(Data excerpts)

◆ ◆ ◆ ◆

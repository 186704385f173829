//! Windowing toolkit boundary.
//!
//! A toolkit owns one render-control thread (its [`Dispatcher`]) and creates
//! top-level windows for visualizations. Window creation, visibility changes
//! and repaints are only ever invoked on that thread.

use crate::visualization::Visualization;
use gridvis_core::{Dispatcher, Result, Size, ToolkitError};
use std::sync::{Arc, Weak};

pub trait Toolkit: Send + Sync {
    /// Short backend name used in logs.
    fn name(&self) -> &'static str;

    /// The render-control thread.
    fn dispatcher(&self) -> Arc<dyn Dispatcher>;

    /// Create a hidden top-level window showing `content`, sized so its
    /// content area is `size`. Called on the dispatch thread.
    fn create_window(
        &self,
        content: Weak<dyn Visualization>,
        size: Size,
    ) -> std::result::Result<Arc<dyn Window>, ToolkitError>;
}

/// A top-level window created by a [`Toolkit`].
pub trait Window: Send + Sync {
    /// Live size of the content area.
    fn content_size(&self) -> Size;

    /// Show or hide the window. Called on the dispatch thread.
    fn set_visible(&self, visible: bool) -> std::result::Result<(), ToolkitError>;

    fn is_visible(&self) -> bool;

    /// Repaint the content. Called on the dispatch thread. Toolkits with
    /// their own frame scheduling may coalesce this into the next frame.
    ///
    /// A hidden or closed window ignores the request and returns `Ok`.
    /// Errors are reserved for failures while painting.
    fn repaint(&self) -> std::result::Result<(), ToolkitError>;
}

/// The toolkit used by [`crate::Visualizer::open`].
///
/// GTK when built with the `gtk` feature, otherwise the headless backend.
pub fn default_toolkit() -> Result<Arc<dyn Toolkit>> {
    #[cfg(feature = "gtk")]
    {
        let toolkit: Arc<dyn Toolkit> = crate::gtk::GtkToolkit::start()?;
        Ok(toolkit)
    }
    #[cfg(not(feature = "gtk"))]
    {
        let toolkit: Arc<dyn Toolkit> = crate::headless::HeadlessToolkit::new()?;
        Ok(toolkit)
    }
}
//! Integration tests for building sessions from configuration.

use gridvis::{
    open_configured_with, render_to_png, Color, Config, GridRect, HeadlessToolkit, Size,
    YPreference,
};
use tempfile::TempDir;

#[test]
fn test_config_applies_to_session_and_grid() {
    let mut config = Config::default();
    config.window.width = 320;
    config.window.height = 200;
    config.window.y_axis = YPreference::Down;
    config.window.centered = false;
    config.grid.scale_factor = 3.0;
    config.grid.unit = 4;
    config.grid.default_object_color = Color::RED;
    config.axes.visible = true;
    config.axes.color = Color::BLUE;

    let toolkit = HeadlessToolkit::new().unwrap();
    let (session, grid) = open_configured_with(toolkit, &config).unwrap();

    assert_eq!(session.window_size(), Size::new(320, 200));
    assert_eq!(session.y_preference(), YPreference::Down);
    assert!(!session.visualization_centered());
    assert_eq!(grid.scale_factor(), 3.0);
    assert_eq!(grid.unit(), 4);
    assert_eq!(grid.default_object_color(), Color::RED);
    assert!(grid.axes_shown());
    assert_eq!(grid.axes_color(), Color::BLUE);
    assert!(!session.is_displayed());
}

#[test]
fn test_configured_grid_displays_at_configured_size() {
    let mut config = Config::default();
    config.window.width = 120;
    config.window.height = 90;

    let toolkit = HeadlessToolkit::new().unwrap();
    let (_session, grid) = open_configured_with(toolkit.clone(), &config).unwrap();
    grid.display().unwrap();

    let windows = toolkit.windows();
    assert_eq!(windows.len(), 1);
    assert_eq!(windows[0].capture().dimensions(), (120, 90));
}

#[test]
fn test_render_to_png_from_saved_config() {
    let dir = TempDir::new().unwrap();
    let config_path = dir.path().join("config.toml");
    let mut config = Config::default();
    config.grid.background_color = Color::WHITE;
    config.save_to_file(&config_path).unwrap();

    let loaded = Config::load_from_file(&config_path).unwrap();
    let toolkit = HeadlessToolkit::new().unwrap();
    let (session, grid) = open_configured_with(toolkit, &loaded).unwrap();
    grid.add_grid_rectangle(GridRect::new(0.0, 0.0, 2.0, 2.0)).unwrap();

    let png = dir.path().join("scene.png");
    render_to_png(&grid, session.window_size(), &png).unwrap();

    let image = image::open(&png).unwrap().to_rgba8();
    assert_eq!(image.dimensions(), (730, 470));
    assert_eq!(image.get_pixel(0, 0).0, [255, 255, 255, 255]);
}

◆ ◆ ◆ ◆

What is required ▸
Among the entries above, locate the lines containing "assert_eq!(grid.scale_factor(), 3.0);" and "config.window.width = 120;", and transcribe exactly those two lines and all lines between.

Exercise response ▸
    assert_eq!(grid.scale_factor(), 3.0);
    assert_eq!(grid.unit(), 4);
    assert_eq!(grid.default_object_color(), Color::RED);
    assert!(grid.axes_shown());
    assert_eq!(grid.axes_color(), Color::BLUE);
    assert!(!session.is_displayed());
}

#[test]
fn test_configured_grid_displays_at_configured_size() {
    let mut config = Config::default();
    config.window.width = 120;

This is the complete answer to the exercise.